_Requirement:_ Find the lines of data that contain the string "boxes", then list them.

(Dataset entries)
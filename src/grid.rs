//! Read-only pixel grids consumed by the locator
//!
//! The detector only needs bounds and per-pixel color equality, so any
//! decoded image can be plugged in through [`PixelGrid`].

use image::{Rgba, RgbaImage};
use serde::{Deserialize, Serialize};
use std::fmt::Debug;
use std::hash::Hash;

/// An integer pixel coordinate. May lie outside a grid while probing.
#[derive(Debug, Clone, Copy, PartialEq, Eq, Hash, Default, Serialize, Deserialize)]
pub struct Point {
    pub x: i32,
    pub y: i32,
}

impl Point {
    pub const fn new(x: i32, y: i32) -> Self {
        Self { x, y }
    }
}

/// A rectangular field of opaque, comparable colors.
///
/// Bounds are fixed for the lifetime of the grid and `color_at` must return
/// the same value for the same coordinate on every call.
pub trait PixelGrid {
    type Color: Copy + Eq + Hash + Debug;

    fn width(&self) -> u32;

    fn height(&self) -> u32;

    /// Color at `(x, y)`. Callers guarantee the coordinate is in bounds.
    fn color_at(&self, x: u32, y: u32) -> Self::Color;

    /// Whether a signed coordinate falls inside the grid.
    fn contains(&self, x: i32, y: i32) -> bool {
        x >= 0 && y >= 0 && (x as u32) < self.width() && (y as u32) < self.height()
    }

    fn is_empty(&self) -> bool {
        self.width() == 0 || self.height() == 0
    }

    fn pixel_count(&self) -> usize {
        self.width() as usize * self.height() as usize
    }
}

impl PixelGrid for RgbaImage {
    type Color = Rgba<u8>;

    fn width(&self) -> u32 {
        self.dimensions().0
    }

    fn height(&self) -> u32 {
        self.dimensions().1
    }

    fn color_at(&self, x: u32, y: u32) -> Rgba<u8> {
        *self.get_pixel(x, y)
    }
}

/// Row-major in-memory grid of arbitrary colors
#[derive(Debug, Clone, PartialEq, Eq)]
pub struct MemoryGrid<C> {
    width: u32,
    height: u32,
    cells: Vec<C>,
}

impl<C: Copy> MemoryGrid<C> {
    /// Grid of `width` x `height` filled with one color
    pub fn from_pixel(width: u32, height: u32, color: C) -> Self {
        Self { width, height, cells: vec![color; width as usize * height as usize] }
    }

    /// Grid built from rows of equal length. Returns `None` for ragged input.
    pub fn from_rows(rows: Vec<Vec<C>>) -> Option<Self> {
        let height = rows.len() as u32;
        let width = rows.first().map_or(0, |r| r.len()) as u32;
        if rows.iter().any(|r| r.len() as u32 != width) {
            return None;
        }
        let cells = rows.into_iter().flatten().collect();
        Some(Self { width, height, cells })
    }

    fn index(&self, x: u32, y: u32) -> usize {
        y as usize * self.width as usize + x as usize
    }

    /// Set a single in-bounds pixel; out-of-bounds writes are ignored
    pub fn set(&mut self, x: u32, y: u32, color: C) {
        if x < self.width && y < self.height {
            let idx = self.index(x, y);
            self.cells[idx] = color;
        }
    }

    /// Paint the inclusive box `(x0, y0)..=(x1, y1)`, clipped to the grid
    pub fn fill_rect(&mut self, x0: u32, y0: u32, x1: u32, y1: u32, color: C) {
        for y in y0..=y1.min(self.height.saturating_sub(1)) {
            for x in x0..=x1.min(self.width.saturating_sub(1)) {
                self.set(x, y, color);
            }
        }
    }
}

impl<C: Copy + Eq + Hash + Debug> PixelGrid for MemoryGrid<C> {
    type Color = C;

    fn width(&self) -> u32 {
        self.width
    }

    fn height(&self) -> u32 {
        self.height
    }

    fn color_at(&self, x: u32, y: u32) -> C {
        self.cells[self.index(x, y)]
    }
}

#[cfg(test)]
mod tests {
    use super::*;

    #[test]
    fn test_memory_grid_from_rows() {
        let grid = MemoryGrid::from_rows(vec![vec![1, 2, 3], vec![4, 5, 6]]).unwrap();
        assert_eq!(grid.width(), 3);
        assert_eq!(grid.height(), 2);
        assert_eq!(grid.color_at(0, 0), 1);
        assert_eq!(grid.color_at(2, 1), 6);
    }

    #[test]
    fn test_memory_grid_ragged_rows_rejected() {
        assert!(MemoryGrid::from_rows(vec![vec![1, 2], vec![3]]).is_none());
    }

    #[test]
    fn test_fill_rect_clips_to_bounds() {
        let mut grid = MemoryGrid::from_pixel(4, 4, 0u8);
        grid.fill_rect(2, 2, 10, 10, 7);
        assert_eq!(grid.color_at(3, 3), 7);
        assert_eq!(grid.color_at(2, 2), 7);
        assert_eq!(grid.color_at(1, 1), 0);
    }

    #[test]
    fn test_contains_signed_coordinates() {
        let grid = MemoryGrid::from_pixel(3, 2, 0u8);
        assert!(grid.contains(0, 0));
        assert!(grid.contains(2, 1));
        assert!(!grid.contains(-1, 0));
        assert!(!grid.contains(3, 0));
        assert!(!grid.contains(0, 2));
    }

    #[test]
    fn test_rgba_image_grid() {
        let mut img = RgbaImage::from_pixel(2, 2, Rgba([255, 255, 255, 255]));
        img.put_pixel(1, 0, Rgba([255, 0, 0, 255]));
        assert_eq!(PixelGrid::width(&img), 2);
        assert_eq!(img.color_at(1, 0), Rgba([255, 0, 0, 255]));
        assert_eq!(img.color_at(0, 1), Rgba([255, 255, 255, 255]));
        assert!(!PixelGrid::is_empty(&img));
    }

    #[cfg(target_pointer_width = "64")]
    #[test]
    fn test_index_past_u32_range() {
        // Zero-sized cells, so the huge grid costs no memory
        let mut grid = MemoryGrid::from_pixel(65_536, 65_537, ());
        assert_eq!(grid.pixel_count(), 65_536 * 65_537);
        assert_eq!(grid.index(65_535, 65_536), 4_295_032_831);
        grid.set(65_535, 65_536, ());
        grid.color_at(65_535, 65_536);
    }

    #[test]
    fn test_empty_grid() {
        let grid: MemoryGrid<u8> = MemoryGrid::from_rows(vec![]).unwrap();
        assert!(grid.is_empty());
        assert_eq!(grid.pixel_count(), 0);
    }
}
//! PNG input/output and image side products of sprite location
//!
//! Covers decoding sheets, writing extracted sprites, guide overlays that
//! outline each located box, and background matting.

use image::{Rgba, RgbaImage};
use std::io;
use std::path::{Path, PathBuf};

use crate::models::Sprite;

/// Transparent color used for extraction canvases
const TRANSPARENT: Rgba<u8> = Rgba([0, 0, 0, 0]);

/// Error type for image file operations
#[derive(Debug)]
pub enum OutputError {
    /// IO error during file operations
    Io(io::Error),
    /// Image decoding or encoding error
    Image(image::ImageError),
}

impl std::fmt::Display for OutputError {
    fn fmt(&self, f: &mut std::fmt::Formatter<'_>) -> std::fmt::Result {
        match self {
            OutputError::Io(e) => write!(f, "IO error: {}", e),
            OutputError::Image(e) => write!(f, "Image error: {}", e),
        }
    }
}

impl std::error::Error for OutputError {
    fn source(&self) -> Option<&(dyn std::error::Error + 'static)> {
        match self {
            OutputError::Io(e) => Some(e),
            OutputError::Image(e) => Some(e),
        }
    }
}

impl From<io::Error> for OutputError {
    fn from(e: io::Error) -> Self {
        OutputError::Io(e)
    }
}

impl From<image::ImageError> for OutputError {
    fn from(e: image::ImageError) -> Self {
        OutputError::Image(e)
    }
}

/// Decode an image file into RGBA pixels
pub fn load_png(path: &Path) -> Result<RgbaImage, OutputError> {
    Ok(image::open(path)?.to_rgba8())
}

/// Save an RGBA image to a PNG file, creating parent directories as needed.
pub fn save_png(image: &RgbaImage, path: &Path) -> Result<(), OutputError> {
    if let Some(parent) = path.parent() {
        if !parent.as_os_str().is_empty() && !parent.exists() {
            std::fs::create_dir_all(parent)?;
        }
    }

    image.save(path)?;
    Ok(())
}

/// Clip a sprite box to the image, returning inclusive pixel bounds
fn clip(image: &RgbaImage, sprite: &Sprite) -> Option<(u32, u32, u32, u32)> {
    let (w, h) = image.dimensions();
    if w == 0 || h == 0 {
        return None;
    }
    let x0 = sprite.min.x.max(0);
    let y0 = sprite.min.y.max(0);
    let x1 = sprite.max.x.min(w as i32 - 1);
    let y1 = sprite.max.y.min(h as i32 - 1);
    if x0 > x1 || y0 > y1 {
        return None;
    }
    Some((x0 as u32, y0 as u32, x1 as u32, y1 as u32))
}

/// Copy one sprite onto a transparent canvas the size of the sheet.
///
/// The sprite keeps its position, so extracted frames stay aligned with the
/// source sheet.
pub fn extract_sprite(image: &RgbaImage, sprite: &Sprite) -> RgbaImage {
    let mut canvas = RgbaImage::from_pixel(image.width(), image.height(), TRANSPARENT);
    if let Some((x0, y0, x1, y1)) = clip(image, sprite) {
        for y in y0..=y1 {
            for x in x0..=x1 {
                canvas.put_pixel(x, y, *image.get_pixel(x, y));
            }
        }
    }
    canvas
}

/// Copy just the sprite's box out of the sheet
pub fn crop_sprite(image: &RgbaImage, sprite: &Sprite) -> RgbaImage {
    match clip(image, sprite) {
        Some((x0, y0, x1, y1)) => {
            image::imageops::crop_imm(image, x0, y0, x1 - x0 + 1, y1 - y0 + 1).to_image()
        }
        None => RgbaImage::from_pixel(1, 1, TRANSPARENT),
    }
}

/// Path for the `index`th extracted sprite: `{stem}_{index}.png`, next to the
/// input unless `out_dir` is given.
pub fn extraction_path(input: &Path, index: usize, out_dir: Option<&Path>) -> PathBuf {
    let stem = input.file_stem().and_then(|s| s.to_str()).unwrap_or("sheet");
    let file_name = format!("{}_{}.png", stem, index);
    match out_dir {
        Some(dir) => dir.join(file_name),
        None => input.parent().unwrap_or(Path::new("")).join(file_name),
    }
}

/// Outline color for the `index`th of `count` boxes.
///
/// Colors walk a red → green → blue → red ramp, spread evenly over the boxes.
pub fn guide_color(index: usize, count: usize) -> Rgba<u8> {
    const RAMP: usize = 256 * 3;
    let step = (RAMP / count.max(1)).max(1);
    let pos = (index * step) % RAMP;
    let t = (pos % 256) as u8;
    match pos / 256 {
        0 => Rgba([255 - t, t, 0, 255]),
        1 => Rgba([0, 255 - t, t, 255]),
        _ => Rgba([t, 0, 255 - t, 255]),
    }
}

/// 3x5 digit glyphs, one row per byte, bit 2 is the left column
const DIGITS: [[u8; 5]; 10] = [
    [0b111, 0b101, 0b101, 0b101, 0b111],
    [0b010, 0b110, 0b010, 0b010, 0b111],
    [0b111, 0b001, 0b111, 0b100, 0b111],
    [0b111, 0b001, 0b111, 0b001, 0b111],
    [0b101, 0b101, 0b111, 0b001, 0b001],
    [0b111, 0b100, 0b111, 0b001, 0b111],
    [0b111, 0b100, 0b111, 0b101, 0b111],
    [0b111, 0b001, 0b001, 0b001, 0b001],
    [0b111, 0b101, 0b111, 0b101, 0b111],
    [0b111, 0b101, 0b111, 0b001, 0b111],
];

/// Offset of a box's label from its top-left corner, inside the outline
const LABEL_INSET: i32 = 2;

/// Horizontal advance per digit
const DIGIT_ADVANCE: i32 = 4;

fn put_clipped(canvas: &mut RgbaImage, x: i32, y: i32, color: Rgba<u8>) {
    if x >= 0 && y >= 0 && (x as u32) < canvas.width() && (y as u32) < canvas.height() {
        canvas.put_pixel(x as u32, y as u32, color);
    }
}

/// Write `number` in decimal with its top-left pixel at `(x, y)`
fn draw_number(canvas: &mut RgbaImage, number: usize, x: i32, y: i32, color: Rgba<u8>) {
    let text = number.to_string();
    for (n, ch) in text.bytes().enumerate() {
        let glyph = &DIGITS[usize::from(ch - b'0')];
        let left = x.saturating_add(DIGIT_ADVANCE.saturating_mul(n as i32));
        for (dy, bits) in glyph.iter().enumerate() {
            for dx in 0..3 {
                if bits & (0b100 >> dx) != 0 {
                    put_clipped(canvas, left.saturating_add(dx), y.saturating_add(dy as i32), color);
                }
            }
        }
    }
}

/// Copy of the sheet with every sprite box outlined and numbered with its
/// position in `sprites`, one color per sprite
pub fn draw_guides(image: &RgbaImage, sprites: &[Sprite]) -> RgbaImage {
    let mut canvas = image.clone();
    for (i, sprite) in sprites.iter().enumerate() {
        let color = guide_color(i, sprites.len());
        for (x, y) in outline(sprite) {
            put_clipped(&mut canvas, x, y, color);
        }
        draw_number(
            &mut canvas,
            i,
            sprite.min.x.saturating_add(LABEL_INSET),
            sprite.min.y.saturating_add(LABEL_INSET),
            color,
        );
    }
    canvas
}

/// Pixels on the border of a box
fn outline(sprite: &Sprite) -> impl Iterator<Item = (i32, i32)> + '_ {
    let horizontal = (sprite.min.x..=sprite.max.x)
        .flat_map(move |x| [(x, sprite.min.y), (x, sprite.max.y)]);
    let vertical = (sprite.min.y..=sprite.max.y)
        .flat_map(move |y| [(sprite.min.x, y), (sprite.max.x, y)]);
    horizontal.chain(vertical)
}

/// Make every pixel of the given color fully transparent, keeping its RGB
pub fn remove_background(image: &RgbaImage, background: Rgba<u8>) -> RgbaImage {
    let mut out = image.clone();
    for pixel in out.pixels_mut() {
        if *pixel == background {
            pixel.0[3] = 0;
        }
    }
    out
}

_Response area:_
/// Outline color for the `index`th of `count` boxes.
/// Colors walk a red → green → blue → red ramp, spread evenly over the boxes.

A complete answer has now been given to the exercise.